START PROVIDED RECORDS

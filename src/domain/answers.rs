//! Raw answer sets submitted against the questionnaire.
//!
//! A `RawAnswerSet` maps 1-based item ordinals to Likert values in [1,5].
//! It is created once per submission and never mutated afterwards. Missing
//! ordinals are allowed here; the scoring engine defaults them to the scale
//! midpoint. Malformed values are rejected at construction, per field, so the
//! typed answer set guarantees in-range values downstream.

use std::collections::BTreeMap;

use serde::{Deserialize, Serialize};

use super::questionnaire::QuestionnaireSchema;

/// Lowest valid Likert answer.
pub const SCALE_MIN: u8 = 1;
/// Highest valid Likert answer.
pub const SCALE_MAX: u8 = 5;
/// Default substituted for missing answers during scoring.
pub const SCALE_MIDPOINT: u8 = 3;

/// Errors raised while building an answer set from submitted values.
#[derive(Debug, Clone, thiserror::Error)]
pub enum AnswerError {
    #[error("answer q{ordinal} value {value} is outside the 1-5 scale")]
    OutOfScale { ordinal: usize, value: u8 },

    #[error("malformed answer fields: {}", .0.join(", "))]
    Malformed(Vec<String>),
}

/// Per-submission raw answers: scored ordinals, unscored supplemental
/// ordinals (role-specific items), and an optional free-text field.
#[derive(Debug, Clone, Default, Serialize, Deserialize)]
pub struct RawAnswerSet {
    answers: BTreeMap<usize, u8>,
    #[serde(default, skip_serializing_if = "BTreeMap::is_empty")]
    supplemental: BTreeMap<usize, u8>,
    #[serde(default, skip_serializing_if = "Option::is_none")]
    problems: Option<String>,
}

impl RawAnswerSet {
    /// An empty answer set, used for externally imported records that carry
    /// no item-level trace.
    #[must_use]
    pub fn empty() -> Self {
        Self::default()
    }

    /// Build from an ordered slice of values; index `i` becomes ordinal `i + 1`.
    ///
    /// # Errors
    /// Returns `OutOfScale` for the first value outside [1,5].
    pub fn from_values(values: &[u8]) -> Result<Self, AnswerError> {
        let mut answers = BTreeMap::new();
        for (i, &value) in values.iter().enumerate() {
            let ordinal = i + 1;
            if !(SCALE_MIN..=SCALE_MAX).contains(&value) {
                return Err(AnswerError::OutOfScale { ordinal, value });
            }
            answers.insert(ordinal, value);
        }
        Ok(Self {
            answers,
            supplemental: BTreeMap::new(),
            problems: None,
        })
    }

    /// Parse wire-shaped form fields (`q1`..`qN`, `problems`).
    ///
    /// Ordinals beyond the schema's scored range are kept in the supplemental
    /// map; they appear in the persisted payload but are never scored. Fields
    /// that are non-numeric or out of scale are collected and reported
    /// together; there is no partial result.
    ///
    /// # Errors
    /// Returns `Malformed` listing every offending field.
    pub fn from_form<I, K, V>(schema: &QuestionnaireSchema, fields: I) -> Result<Self, AnswerError>
    where
        I: IntoIterator<Item = (K, V)>,
        K: AsRef<str>,
        V: AsRef<str>,
    {
        let scored_max = schema.item_count();
        let mut answers = BTreeMap::new();
        let mut supplemental = BTreeMap::new();
        let mut problems = None;
        let mut malformed = Vec::new();

        for (key, value) in fields {
            let key = key.as_ref();
            let value = value.as_ref();

            if key == "problems" {
                if !value.trim().is_empty() {
                    problems = Some(value.trim().to_string());
                }
                continue;
            }

            let Some(ordinal) = key.strip_prefix('q').and_then(|s| s.parse::<usize>().ok()) else {
                // Non-answer fields (csrf tokens etc.) are the caller's business.
                continue;
            };

            match value.trim().parse::<u8>() {
                Ok(v) if ordinal >= 1 && (SCALE_MIN..=SCALE_MAX).contains(&v) => {
                    if ordinal <= scored_max {
                        answers.insert(ordinal, v);
                    } else {
                        supplemental.insert(ordinal, v);
                    }
                }
                _ => malformed.push(format!("{key}={value}")),
            }
        }

        if !malformed.is_empty() {
            return Err(AnswerError::Malformed(malformed));
        }

        Ok(Self {
            answers,
            supplemental,
            problems,
        })
    }

    /// Attach the free-text field.
    #[must_use]
    pub fn with_problems(mut self, problems: impl Into<String>) -> Self {
        let text = problems.into();
        if !text.trim().is_empty() {
            self.problems = Some(text);
        }
        self
    }

    /// Answer for a scored ordinal, if present.
    #[must_use]
    pub fn get(&self, ordinal: usize) -> Option<u8> {
        self.answers.get(&ordinal).copied()
    }

    /// Scored ordinals present in this set, ascending.
    pub fn scored_ordinals(&self) -> impl Iterator<Item = usize> + '_ {
        self.answers.keys().copied()
    }

    /// Number of scored answers present.
    #[must_use]
    pub fn answered_len(&self) -> usize {
        self.answers.len()
    }

    /// Supplemental (unscored) answers, keyed by ordinal.
    #[must_use]
    pub fn supplemental(&self) -> &BTreeMap<usize, u8> {
        &self.supplemental
    }

    /// Free-text problems field, if provided.
    #[must_use]
    pub fn problems(&self) -> Option<&str> {
        self.problems.as_deref()
    }

    /// True when no scored or supplemental answers are present.
    #[must_use]
    pub fn is_empty(&self) -> bool {
        self.answers.is_empty() && self.supplemental.is_empty()
    }
}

END PROVIDED RECORDS

WORK REQUIRED:
What you return must be an exact retyping of the lines above starting at the line with "values in [1,5]." and ending at the line with "use super::questionnaire::QuestionnaireSchema;", and nothing besides.

RESULT FOR THIS EXERCISE:
//! A `RawAnswerSet` maps 1-based item ordinals to Likert values in [1,5].
//! It is created once per submission and never mutated afterwards. Missing
//! ordinals are allowed here; the scoring engine defaults them to the scale
//! midpoint. Malformed values are rejected at construction, per field, so the
//! typed answer set guarantees in-range values downstream.

use std::collections::BTreeMap;

use serde::{Deserialize, Serialize};

use super::questionnaire::QuestionnaireSchema;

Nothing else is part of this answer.